Excerpts from a dataset:
____________________
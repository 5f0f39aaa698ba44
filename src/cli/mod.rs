//! CLI Module
//!
//! Command-line interface for the Sublayer affirmation generator.

pub mod commands;

use clap::{Parser, Subcommand};
use std::path::PathBuf;

use crate::compose::{LayerDraft, LayerSpec, DEFAULT_GAIN, DEFAULT_RATE};
use crate::config::SynthEngine;
use crate::error::{Result, SublayerError};

/// Sublayer - layered subliminal affirmation audio generator
#[derive(Parser, Debug)]
#[command(name = "sublayer")]
#[command(version, about, long_about = None)]
pub struct Cli {
    /// Enable verbose output
    #[arg(short, long, global = true)]
    pub verbose: bool,

    /// Config file (defaults to the user config directory)
    #[arg(long, global = true)]
    pub config: Option<PathBuf>,

    /// Speech engine, overriding the config file
    #[arg(long, global = true)]
    pub engine: Option<SynthEngine>,

    #[command(subcommand)]
    pub command: Option<Commands>,
}

#[derive(Subcommand, Debug)]
pub enum Commands {
    /// Open the generator window (default)
    #[command(name = "gui")]
    Gui,

    /// Render manually specified layers to a WAV file
    #[command(name = "manual")]
    Manual {
        /// Layer as TEXT or TEXT:GAIN:RATE, repeat for more layers
        #[arg(short, long = "layer", required = true, value_parser = parse_layer_arg)]
        layers: Vec<LayerSpec>,

        /// Output WAV file
        #[arg(short, long)]
        output: PathBuf,
    },

    /// Render the automatic layer stack for one affirmation
    #[command(name = "auto")]
    Auto {
        /// Affirmation text
        #[arg(short, long)]
        text: String,

        /// Number of layers
        #[arg(short = 'n', long, default_value_t = 1)]
        layers: usize,

        /// Output WAV file
        #[arg(short, long)]
        output: PathBuf,
    },

    /// Play a WAV file until it ends or the process is interrupted
    #[command(name = "play")]
    Play {
        /// WAV file to play
        file: PathBuf,

        /// Repeat until interrupted
        #[arg(short, long = "loop")]
        looping: bool,
    },
}

/// Parse `TEXT` or `TEXT:GAIN:RATE`.
///
/// Gain and rate are only taken from the last two colon fields when both
/// are numbers, so text such as "Meet at 10:30" stays whole. Text that
/// itself ends in two numeric fields needs an explicit `:GAIN:RATE` suffix.
pub fn parse_layer_arg(arg: &str) -> Result<LayerSpec> {
    let parts: Vec<&str> = arg.rsplitn(3, ':').collect();
    let draft = match parts.as_slice() {
        [rate, gain, text] if is_number(gain) && is_number(rate) => {
            LayerDraft::new(*text, *gain, *rate)
        }
        _ => LayerDraft::new(arg, DEFAULT_GAIN, DEFAULT_RATE),
    };

    draft.parse(1).map_err(|e| match e {
        SublayerError::InvalidLayer { reason, .. } => SublayerError::Config {
            reason: format!("--layer '{}': {}", arg, reason),
        },
        other => other,
    })
}

fn is_number(s: &str) -> bool {
    s.trim().parse::<f64>().is_ok()
}

#[cfg(test)]
mod tests {
    use super::*;
    use clap::CommandFactory;
    use test_case::test_case;

    #[test]
    fn test_cli_is_well_formed() {
        Cli::command().debug_assert();
    }

    #[test_case("I am calm", "I am calm", 0, 1.0 ; "text only")]
    #[test_case("Meet at 10:30", "Meet at 10:30", 0, 1.0 ; "time in text")]
    #[test_case("Ratio 3:2", "Ratio 3:2", 0, 1.0 ; "single numeric field stays text")]
    #[test_case("Meet at 10:30:0:1.0", "Meet at 10:30", 0, 1.0 ; "time in text with values")]
    #[test_case("I am calm:-6:1.5", "I am calm", -6, 1.5 ; "text gain and rate")]
    #[test_case("Note: I am calm", "Note: I am calm", 0, 1.0 ; "colon in text")]
    #[test_case("Note: I am calm:-3:2", "Note: I am calm", -3, 2.0 ; "colon in text with values")]
    fn test_parse_layer_arg(arg: &str, text: &str, gain_db: i32, rate: f64) {
        assert_eq!(
            parse_layer_arg(arg).unwrap(),
            LayerSpec::new(text, gain_db, rate)
        );
    }

    #[test_case("I am calm:1.5:1.0" ; "fractional gain")]
    #[test_case("I am calm:0:0.5" ; "slowdown")]
    #[test_case(":0:1.0" ; "empty text")]
    fn test_parse_layer_arg_rejects(arg: &str) {
        assert!(matches!(
            parse_layer_arg(arg),
            Err(SublayerError::Config { .. })
        ));
    }

    #[test]
    fn test_manual_command_parses() {
        let cli = Cli::try_parse_from([
            "sublayer",
            "--engine",
            "tone",
            "manual",
            "--layer",
            "I am calm",
            "--layer",
            "I am strong:-10:2.0",
            "-o",
            "out.wav",
        ])
        .unwrap();

        assert_eq!(cli.engine, Some(SynthEngine::Tone));
        match cli.command {
            Some(Commands::Manual { layers, output }) => {
                assert_eq!(layers.len(), 2);
                assert_eq!(layers[1].gain_db, -10);
                assert_eq!(output, PathBuf::from("out.wav"));
            }
            other => panic!("unexpected command: {:?}", other),
        }
    }

    #[test]
    fn test_no_command_means_gui() {
        let cli = Cli::try_parse_from(["sublayer"]).unwrap();
        assert!(cli.command.is_none());
    }
}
____________________
> [Activity]
Reproduce the entries above in full, precisely as written.

> [Result]
repository 5f0f39aaa698ba44
filename src/cli/mod.rs
//! CLI Module
//!
//! Command-line interface for the Sublayer affirmation generator.

pub mod commands;

use clap::{Parser, Subcommand};
use std::path::PathBuf;

use crate::compose::{LayerDraft, LayerSpec, DEFAULT_GAIN, DEFAULT_RATE};
use crate::config::SynthEngine;
use crate::error::{Result, SublayerError};

/// Sublayer - layered subliminal affirmation audio generator
#[derive(Parser, Debug)]
#[command(name = "sublayer")]
#[command(version, about, long_about = None)]
pub struct Cli {
    /// Enable verbose output
    #[arg(short, long, global = true)]
    pub verbose: bool,

    /// Config file (defaults to the user config directory)
    #[arg(long, global = true)]
    pub config: Option<PathBuf>,

    /// Speech engine, overriding the config file
    #[arg(long, global = true)]
    pub engine: Option<SynthEngine>,

    #[command(subcommand)]
    pub command: Option<Commands>,
}

#[derive(Subcommand, Debug)]
pub enum Commands {
    /// Open the generator window (default)
    #[command(name = "gui")]
    Gui,

    /// Render manually specified layers to a WAV file
    #[command(name = "manual")]
    Manual {
        /// Layer as TEXT or TEXT:GAIN:RATE, repeat for more layers
        #[arg(short, long = "layer", required = true, value_parser = parse_layer_arg)]
        layers: Vec<LayerSpec>,

        /// Output WAV file
        #[arg(short, long)]
        output: PathBuf,
    },

    /// Render the automatic layer stack for one affirmation
    #[command(name = "auto")]
    Auto {
        /// Affirmation text
        #[arg(short, long)]
        text: String,

        /// Number of layers
        #[arg(short = 'n', long, default_value_t = 1)]
        layers: usize,

        /// Output WAV file
        #[arg(short, long)]
        output: PathBuf,
    },

    /// Play a WAV file until it ends or the process is interrupted
    #[command(name = "play")]
    Play {
        /// WAV file to play
        file: PathBuf,

        /// Repeat until interrupted
        #[arg(short, long = "loop")]
        looping: bool,
    },
}

/// Parse `TEXT` or `TEXT:GAIN:RATE`.
///
/// Gain and rate are only taken from the last two colon fields when both
/// are numbers, so text such as "Meet at 10:30" stays whole. Text that
/// itself ends in two numeric fields needs an explicit `:GAIN:RATE` suffix.
pub fn parse_layer_arg(arg: &str) -> Result<LayerSpec> {
    let parts: Vec<&str> = arg.rsplitn(3, ':').collect();
    let draft = match parts.as_slice() {
        [rate, gain, text] if is_number(gain) && is_number(rate) => {
            LayerDraft::new(*text, *gain, *rate)
        }
        _ => LayerDraft::new(arg, DEFAULT_GAIN, DEFAULT_RATE),
    };

    draft.parse(1).map_err(|e| match e {
        SublayerError::InvalidLayer { reason, .. } => SublayerError::Config {
            reason: format!("--layer '{}': {}", arg, reason),
        },
        other => other,
    })
}

fn is_number(s: &str) -> bool {
    s.trim().parse::<f64>().is_ok()
}

#[cfg(test)]
mod tests {
    use super::*;
    use clap::CommandFactory;
    use test_case::test_case;

    #[test]
    fn test_cli_is_well_formed() {
        Cli::command().debug_assert();
    }

    #[test_case("I am calm", "I am calm", 0, 1.0 ; "text only")]
    #[test_case("Meet at 10:30", "Meet at 10:30", 0, 1.0 ; "time in text")]
    #[test_case("Ratio 3:2", "Ratio 3:2", 0, 1.0 ; "single numeric field stays text")]
    #[test_case("Meet at 10:30:0:1.0", "Meet at 10:30", 0, 1.0 ; "time in text with values")]
    #[test_case("I am calm:-6:1.5", "I am calm", -6, 1.5 ; "text gain and rate")]
    #[test_case("Note: I am calm", "Note: I am calm", 0, 1.0 ; "colon in text")]
    #[test_case("Note: I am calm:-3:2", "Note: I am calm", -3, 2.0 ; "colon in text with values")]
    fn test_parse_layer_arg(arg: &str, text: &str, gain_db: i32, rate: f64) {
        assert_eq!(
            parse_layer_arg(arg).unwrap(),
            LayerSpec::new(text, gain_db, rate)
        );
    }

    #[test_case("I am calm:1.5:1.0" ; "fractional gain")]
    #[test_case("I am calm:0:0.5" ; "slowdown")]
    #[test_case(":0:1.0" ; "empty text")]
    fn test_parse_layer_arg_rejects(arg: &str) {
        assert!(matches!(
            parse_layer_arg(arg),
            Err(SublayerError::Config { .. })
        ));
    }

    #[test]
    fn test_manual_command_parses() {
        let cli = Cli::try_parse_from([
            "sublayer",
            "--engine",
            "tone",
            "manual",
            "--layer",
            "I am calm",
            "--layer",
            "I am strong:-10:2.0",
            "-o",
            "out.wav",
        ])
        .unwrap();

        assert_eq!(cli.engine, Some(SynthEngine::Tone));
        match cli.command {
            Some(Commands::Manual { layers, output }) => {
                assert_eq!(layers.len(), 2);
                assert_eq!(layers[1].gain_db, -10);
                assert_eq!(output, PathBuf::from("out.wav"));
            }
            other => panic!("unexpected command: {:?}", other),
        }
    }

    #[test]
    fn test_no_command_means_gui() {
        let cli = Cli::try_parse_from(["sublayer"]).unwrap();
        assert!(cli.command.is_none());
    }
}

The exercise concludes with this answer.